• **WORK REQUEST**
In the records below, begin at the line containing "let pe = PE::parse(data.data()).map_err(GoblinErr)?;" and end at the line containing "pub fn len(&self)"; quote every line in that span exactly, including both boundary lines, and no others.

Stored data entries
━━━━
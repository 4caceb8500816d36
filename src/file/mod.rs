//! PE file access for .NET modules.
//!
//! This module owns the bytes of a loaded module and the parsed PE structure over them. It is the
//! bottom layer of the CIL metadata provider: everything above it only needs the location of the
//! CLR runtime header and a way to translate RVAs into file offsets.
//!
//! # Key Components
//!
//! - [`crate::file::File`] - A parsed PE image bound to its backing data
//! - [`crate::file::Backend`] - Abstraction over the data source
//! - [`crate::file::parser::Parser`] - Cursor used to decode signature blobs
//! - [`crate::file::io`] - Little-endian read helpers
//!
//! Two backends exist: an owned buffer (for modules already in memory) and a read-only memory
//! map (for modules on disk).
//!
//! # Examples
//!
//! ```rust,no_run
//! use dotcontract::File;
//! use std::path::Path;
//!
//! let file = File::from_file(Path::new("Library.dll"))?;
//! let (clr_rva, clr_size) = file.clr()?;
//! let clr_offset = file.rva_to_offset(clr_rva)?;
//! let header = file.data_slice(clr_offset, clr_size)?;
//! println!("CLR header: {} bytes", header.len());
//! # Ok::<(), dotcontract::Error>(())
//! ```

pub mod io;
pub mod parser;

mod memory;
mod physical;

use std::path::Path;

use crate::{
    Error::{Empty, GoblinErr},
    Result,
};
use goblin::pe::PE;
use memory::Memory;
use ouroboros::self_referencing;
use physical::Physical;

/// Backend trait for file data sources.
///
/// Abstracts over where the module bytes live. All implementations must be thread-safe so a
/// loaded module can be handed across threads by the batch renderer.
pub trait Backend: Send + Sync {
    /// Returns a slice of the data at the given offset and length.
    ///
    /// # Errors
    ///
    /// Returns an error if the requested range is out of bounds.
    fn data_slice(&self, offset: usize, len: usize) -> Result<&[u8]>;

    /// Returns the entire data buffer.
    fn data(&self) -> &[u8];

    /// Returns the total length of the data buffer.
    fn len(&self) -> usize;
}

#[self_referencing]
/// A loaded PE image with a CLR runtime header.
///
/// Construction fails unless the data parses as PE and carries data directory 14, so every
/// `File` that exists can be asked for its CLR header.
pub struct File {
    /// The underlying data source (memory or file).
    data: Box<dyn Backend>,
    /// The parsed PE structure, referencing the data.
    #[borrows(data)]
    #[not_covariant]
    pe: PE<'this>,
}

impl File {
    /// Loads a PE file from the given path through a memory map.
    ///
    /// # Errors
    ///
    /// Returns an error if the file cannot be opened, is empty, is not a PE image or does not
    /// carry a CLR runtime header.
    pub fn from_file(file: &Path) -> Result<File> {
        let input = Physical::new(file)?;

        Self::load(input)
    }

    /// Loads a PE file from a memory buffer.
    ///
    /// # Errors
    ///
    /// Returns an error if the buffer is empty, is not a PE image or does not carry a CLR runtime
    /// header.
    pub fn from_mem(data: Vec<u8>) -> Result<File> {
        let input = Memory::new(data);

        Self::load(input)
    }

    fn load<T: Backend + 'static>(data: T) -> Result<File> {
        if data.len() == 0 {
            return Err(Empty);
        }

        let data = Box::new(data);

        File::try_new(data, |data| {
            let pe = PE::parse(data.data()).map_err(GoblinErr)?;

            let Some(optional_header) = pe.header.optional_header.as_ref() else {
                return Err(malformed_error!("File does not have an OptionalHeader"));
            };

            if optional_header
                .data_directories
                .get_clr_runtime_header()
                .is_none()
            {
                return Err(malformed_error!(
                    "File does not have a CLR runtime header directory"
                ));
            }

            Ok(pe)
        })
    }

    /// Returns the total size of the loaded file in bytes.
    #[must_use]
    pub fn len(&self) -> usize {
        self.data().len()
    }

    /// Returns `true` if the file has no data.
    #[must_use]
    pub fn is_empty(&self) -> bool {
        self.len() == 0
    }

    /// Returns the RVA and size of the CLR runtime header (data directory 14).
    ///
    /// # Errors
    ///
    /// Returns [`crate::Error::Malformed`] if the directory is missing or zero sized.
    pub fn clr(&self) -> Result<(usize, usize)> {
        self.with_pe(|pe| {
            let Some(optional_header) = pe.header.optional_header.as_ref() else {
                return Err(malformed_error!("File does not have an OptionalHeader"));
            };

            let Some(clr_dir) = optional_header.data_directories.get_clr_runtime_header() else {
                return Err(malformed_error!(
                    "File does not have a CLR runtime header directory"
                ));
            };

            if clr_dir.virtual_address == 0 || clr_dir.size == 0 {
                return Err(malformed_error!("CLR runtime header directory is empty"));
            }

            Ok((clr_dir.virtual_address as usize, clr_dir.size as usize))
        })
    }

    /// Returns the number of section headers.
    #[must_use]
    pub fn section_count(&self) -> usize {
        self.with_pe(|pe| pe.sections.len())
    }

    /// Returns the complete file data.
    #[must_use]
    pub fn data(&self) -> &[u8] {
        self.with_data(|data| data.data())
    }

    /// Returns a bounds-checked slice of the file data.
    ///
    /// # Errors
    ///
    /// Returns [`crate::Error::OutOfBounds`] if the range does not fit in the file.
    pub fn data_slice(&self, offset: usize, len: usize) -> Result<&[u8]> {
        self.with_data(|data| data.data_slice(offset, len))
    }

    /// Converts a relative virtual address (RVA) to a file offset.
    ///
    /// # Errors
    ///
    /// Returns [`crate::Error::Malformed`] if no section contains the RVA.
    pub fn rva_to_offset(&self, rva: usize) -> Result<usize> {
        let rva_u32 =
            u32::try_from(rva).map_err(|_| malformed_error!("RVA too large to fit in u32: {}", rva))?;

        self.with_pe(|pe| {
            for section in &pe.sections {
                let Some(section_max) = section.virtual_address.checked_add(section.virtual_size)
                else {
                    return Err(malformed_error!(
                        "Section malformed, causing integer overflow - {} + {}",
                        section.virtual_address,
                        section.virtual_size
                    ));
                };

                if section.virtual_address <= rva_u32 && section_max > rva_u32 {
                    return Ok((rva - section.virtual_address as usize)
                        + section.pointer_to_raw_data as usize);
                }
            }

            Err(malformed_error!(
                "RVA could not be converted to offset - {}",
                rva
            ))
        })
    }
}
━━━━
• **SOLUTION TO THE EXERCISE**
            let pe = PE::parse(data.data()).map_err(GoblinErr)?;

            let Some(optional_header) = pe.header.optional_header.as_ref() else {
                return Err(malformed_error!("File does not have an OptionalHeader"));
            };

            if optional_header
                .data_directories
                .get_clr_runtime_header()
                .is_none()
            {
                return Err(malformed_error!(
                    "File does not have a CLR runtime header directory"
                ));
            }

            Ok(pe)
        })
    }

    /// Returns the total size of the loaded file in bytes.
    #[must_use]
    pub fn len(&self) -> usize {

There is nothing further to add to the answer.